Memphis Police Director Michael Rallings released the following statement:

This morning, I was awakened to the horrible news that we have reached 213 total homicides.

This means that 213 Memphians have been taken away before they could reach their full potential in life. 213 Memphians will not be here to enjoy the holiday season with their loved ones. It’s even more heartbreaking to know that almost 50% of these victims knew their assailants.

These are family members, friends, neighbors, and known associates that were senselessly killed by someone that they loved or trusted.

I have a message to those that choose to be on the other side of the law and terrorize the citizens of Memphis… We will not rest. We will not stop. We will find you and we will bring you to justice. On Tuesday, Markavious Gray found out the hard way. Gray was responsible for the July 2015 homicide of Quincy Jett.

The investigators continued to work this case for over a year and this week, we were able to take Gray into custody and charge him with First Degree Murder in Perpetration of a Felony to wit Robbery.

I’m so thankful for the men and women in our department who work so diligently to help bring closure to these grieving families.

Of these 213 cases 150 have been solved along with 7 cases from previous years. This puts our solve rate at 74%, one of the highest in the nation. To date, ninety-seven (97) physical arrests have been made and four (4) warrants have been issued for suspects that remain at large. In addition, eighteen (18) cases have been ruled as justified homicides by the District Attorney General’s Office.
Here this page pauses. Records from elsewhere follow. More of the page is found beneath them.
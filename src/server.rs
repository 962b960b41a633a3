//! HTTP API.
//!
//! # Endpoints
//!
//! | Method | Path | Description |
//! |--------|------|-------------|
//! | `POST` | `/sources` | Submit a source and start a generation request |
//! | `GET`  | `/requests` | Recent requests |
//! | `GET`  | `/requests/{id}` | Request status |
//! | `POST` | `/requests/{id}/retry` | Resume a failed request |
//! | `POST` | `/requests/{id}/cancel` | Cancel a request |
//! | `GET`  | `/documents/{id}/artifacts` | Artifacts generated for a document |
//! | `POST` | `/documents/{id}/regenerate` | Re-master a document's quiz |
//! | `POST` | `/sync` | Replay the offline write queue |
//! | `GET`  | `/health` | Health check (returns version) |
//!
//! # Error Contract
//!
//! ```json
//! { "error": { "code": "not_found", "message": "request not found: 42" } }
//! ```
//!
//! Error codes: `bad_request` (400), `not_found` (404), `conflict` (409),
//! `internal` (500).

use std::time::Duration;

use axum::{
    extract::{Path, Query, State},
    http::StatusCode,
    response::{IntoResponse, Response},
    routing::{get, post},
    Json, Router,
};
use base64::Engine as _;
use serde::{Deserialize, Serialize};
use tower_http::cors::{Any, CorsLayer};
use tower_http::trace::TraceLayer;
use tracing::{info, warn};

use study_harness_core::models::{
    ArtifactType, Difficulty, GenerationOptions, GenerationRequest, SourceKind, StudyArtifact,
};
use study_harness_core::sync::DrainReport;

use crate::config::Config;
use crate::intake;
use crate::orchestrator::{Orchestrator, PipelineError};

#[derive(Clone)]
struct AppState {
    orchestrator: Orchestrator,
}

/// Build the router. Split from [`run_server`] so tests can bind their own listener.
pub fn router(orchestrator: Orchestrator) -> Router {
    let cors = CorsLayer::new()
        .allow_origin(Any)
        .allow_methods(Any)
        .allow_headers(Any);

    Router::new()
        .route("/sources", post(handle_submit))
        .route("/requests", get(handle_list_requests))
        .route("/requests/{id}", get(handle_status))
        .route("/requests/{id}/retry", post(handle_retry))
        .route("/requests/{id}/cancel", post(handle_cancel))
        .route("/documents/{id}/artifacts", get(handle_artifacts))
        .route("/documents/{id}/regenerate", post(handle_regenerate))
        .route("/sync", post(handle_sync))
        .route("/health", get(handle_health))
        .layer(TraceLayer::new_for_http())
        .layer(cors)
        .with_state(AppState { orchestrator })
}

/// Serve the API on `[server].bind` and drain the sync queue in the
/// background every `remote.sync_interval_secs`.
pub async fn run_server(config: &Config, orchestrator: Orchestrator) -> anyhow::Result<()> {
    let interval = Duration::from_secs(config.remote.sync_interval_secs);
    tokio::spawn(crate::sync_cmd::drain_loop(orchestrator.clone(), interval));

    let app = router(orchestrator);
    let listener = tokio::net::TcpListener::bind(&config.server.bind).await?;
    info!(bind = %config.server.bind, "study harness API listening");
    axum::serve(listener, app).await?;
    Ok(())
}

// ============ Error response ============

#[derive(Serialize)]
struct ErrorBody {
    error: ErrorDetail,
}

#[derive(Serialize)]
struct ErrorDetail {
    code: String,
    message: String,
}

struct AppError {
    status: StatusCode,
    code: &'static str,
    message: String,
}

impl IntoResponse for AppError {
    fn into_response(self) -> Response {
        let body = ErrorBody {
            error: ErrorDetail {
                code: self.code.to_string(),
                message: self.message,
            },
        };
        (self.status, Json(body)).into_response()
    }
}

fn bad_request(message: impl Into<String>) -> AppError {
    AppError {
        status: StatusCode::BAD_REQUEST,
        code: "bad_request",
        message: message.into(),
    }
}

impl From<PipelineError> for AppError {
    fn from(err: PipelineError) -> Self {
        let (status, code) = match &err {
            PipelineError::RequestNotFound(_) => (StatusCode::NOT_FOUND, "not_found"),
            PipelineError::DocumentNotFound(_) => (StatusCode::NOT_FOUND, "not_found"),
            PipelineError::InvalidState(_) => (StatusCode::CONFLICT, "conflict"),
            PipelineError::Persistence(_) => (StatusCode::INTERNAL_SERVER_ERROR, "internal"),
        };
        if status.is_server_error() {
            warn!(error = %err, "request handling failed");
        }
        AppError {
            status,
            code,
            message: err.to_string(),
        }
    }
}

// ============ GET /health ============

#[derive(Serialize)]
struct HealthResponse {
    status: String,
    version: String,
}

async fn handle_health() -> Json<HealthResponse> {
    Json(HealthResponse {
        status: "ok".to_string(),
        version: env!("CARGO_PKG_VERSION").to_string(),
    })
}

// ============ POST /sources ============

/// Either `url`, or `content_base64` with a `filename`.
#[derive(Deserialize)]
struct SubmitBody {
    #[serde(default)]
    url: Option<String>,
    #[serde(default)]
    filename: Option<String>,
    #[serde(default)]
    content_base64: Option<String>,
    #[serde(default)]
    kind: Option<String>,
    artifact_type: String,
    #[serde(default)]
    item_count: Option<u32>,
    #[serde(default)]
    difficulty: Option<String>,
}

#[derive(Serialize)]
struct SubmitResponse {
    request_id: String,
    document_id: String,
}

async fn handle_submit(
    State(state): State<AppState>,
    Json(body): Json<SubmitBody>,
) -> Result<(StatusCode, Json<SubmitResponse>), AppError> {
    let artifact_type: ArtifactType = body.artifact_type.parse().map_err(bad_request)?;
    let options = generation_options(body.item_count, body.difficulty.as_deref())?;
    let kind = match &body.kind {
        Some(k) => Some(k.parse::<SourceKind>().map_err(bad_request)?),
        None => None,
    };

    let (document, payload) = match (body.url, body.content_base64) {
        (Some(url), None) => intake::from_url(&url),
        (None, Some(content)) => {
            let bytes = base64::engine::general_purpose::STANDARD
                .decode(content.trim())
                .map_err(|e| bad_request(format!("content_base64 is not valid base64: {}", e)))?;
            let name = body.filename.unwrap_or_else(|| "upload".to_string());
            intake::from_upload(&name, bytes, kind)
        }
        _ => return Err(bad_request("provide exactly one of url or content_base64")),
    }
    .map_err(|e| bad_request(e.to_string()))?;

    let document_id = document.id.clone();
    let request_id = state
        .orchestrator
        .submit_source(document, payload, artifact_type, options)
        .await?;
    Ok((
        StatusCode::ACCEPTED,
        Json(SubmitResponse {
            request_id,
            document_id,
        }),
    ))
}

fn generation_options(item_count: Option<u32>, difficulty: Option<&str>) -> Result<GenerationOptions, AppError> {
    let mut options = GenerationOptions::default();
    if let Some(count) = item_count {
        if count == 0 {
            return Err(bad_request("item_count must be > 0"));
        }
        options.item_count = count;
    }
    if let Some(difficulty) = difficulty {
        options.difficulty = difficulty.parse::<Difficulty>().map_err(bad_request)?;
    }
    Ok(options)
}

// ============ POST /documents/{id}/regenerate ============

#[derive(Deserialize, Default)]
struct RegenerateBody {
    #[serde(default)]
    item_count: Option<u32>,
    #[serde(default)]
    difficulty: Option<String>,
}

async fn handle_regenerate(
    State(state): State<AppState>,
    Path(id): Path<String>,
    body: Option<Json<RegenerateBody>>,
) -> Result<(StatusCode, Json<SubmitResponse>), AppError> {
    let body = body.map(|Json(b)| b).unwrap_or_default();
    let options = generation_options(body.item_count, body.difficulty.as_deref())?;
    let request_id = state.orchestrator.submit_regeneration(&id, options).await?;
    Ok((
        StatusCode::ACCEPTED,
        Json(SubmitResponse {
            request_id,
            document_id: id,
        }),
    ))
}

// ============ Requests ============

#[derive(Deserialize)]
struct ListParams {
    #[serde(default)]
    limit: Option<usize>,
}

async fn handle_list_requests(
    State(state): State<AppState>,
    Query(params): Query<ListParams>,
) -> Result<Json<Vec<GenerationRequest>>, AppError> {
    let limit = params.limit.unwrap_or(20).min(200);
    Ok(Json(state.orchestrator.list_requests(limit).await?))
}

async fn handle_status(
    State(state): State<AppState>,
    Path(id): Path<String>,
) -> Result<Json<GenerationRequest>, AppError> {
    Ok(Json(state.orchestrator.request_status(&id).await?))
}

async fn handle_retry(
    State(state): State<AppState>,
    Path(id): Path<String>,
) -> Result<(StatusCode, Json<GenerationRequest>), AppError> {
    let resumed = state.orchestrator.spawn_retry(&id).await?;
    Ok((StatusCode::ACCEPTED, Json(resumed)))
}

async fn handle_cancel(
    State(state): State<AppState>,
    Path(id): Path<String>,
) -> Result<Json<GenerationRequest>, AppError> {
    Ok(Json(state.orchestrator.cancel(&id).await?))
}

// ============ Artifacts and sync ============

async fn handle_artifacts(
    State(state): State<AppState>,
    Path(id): Path<String>,
) -> Result<Json<Vec<StudyArtifact>>, AppError> {
    Ok(Json(state.orchestrator.list_artifacts(&id).await?))
}

#[derive(Serialize)]
struct SyncResponse {
    synced: usize,
    conflicts: usize,
    still_pending: usize,
    blocked_documents: Vec<String>,
}

impl From<DrainReport> for SyncResponse {
    fn from(r: DrainReport) -> Self {
        Self {
            synced: r.synced,
            conflicts: r.conflicts,
            still_pending: r.still_pending,
            blocked_documents: r.blocked_documents,
        }
    }
}

async fn handle_sync(State(state): State<AppState>) -> Result<Json<SyncResponse>, AppError> {
    Ok(Json(state.orchestrator.drain().await?.into()))
}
• Thirty (30) are domestic violence related.
• Seventy-two (72) of the homicides involve gang members.
• 173 of the homicides were committed with a firearm.

As a police department we fight crime to the best of our ability and continue to work with our local, state, and federal partners to find the best practices on fighting crime. Unfortunately, it’s almost impossible to intervene when some makes the decision to commit murder. I have previously asked the community to take a stand and demand that these killings stop. Today, I ask that the faith based community reach out and open their doors and encourage reasonable conflict resolution practices. Tonight when we are with our loved ones and this weekend when we are at our respective places of worship, we must engage in a real conversation about alternative methods of conflict resolution. Encourage your loved ones to commit to saying No to guns, gangs, drugs, and violence. This is Memphis; we are a resilient city and a strong community. We must get back to loving and working with our families and neighbors to reduce homicides and crime in general.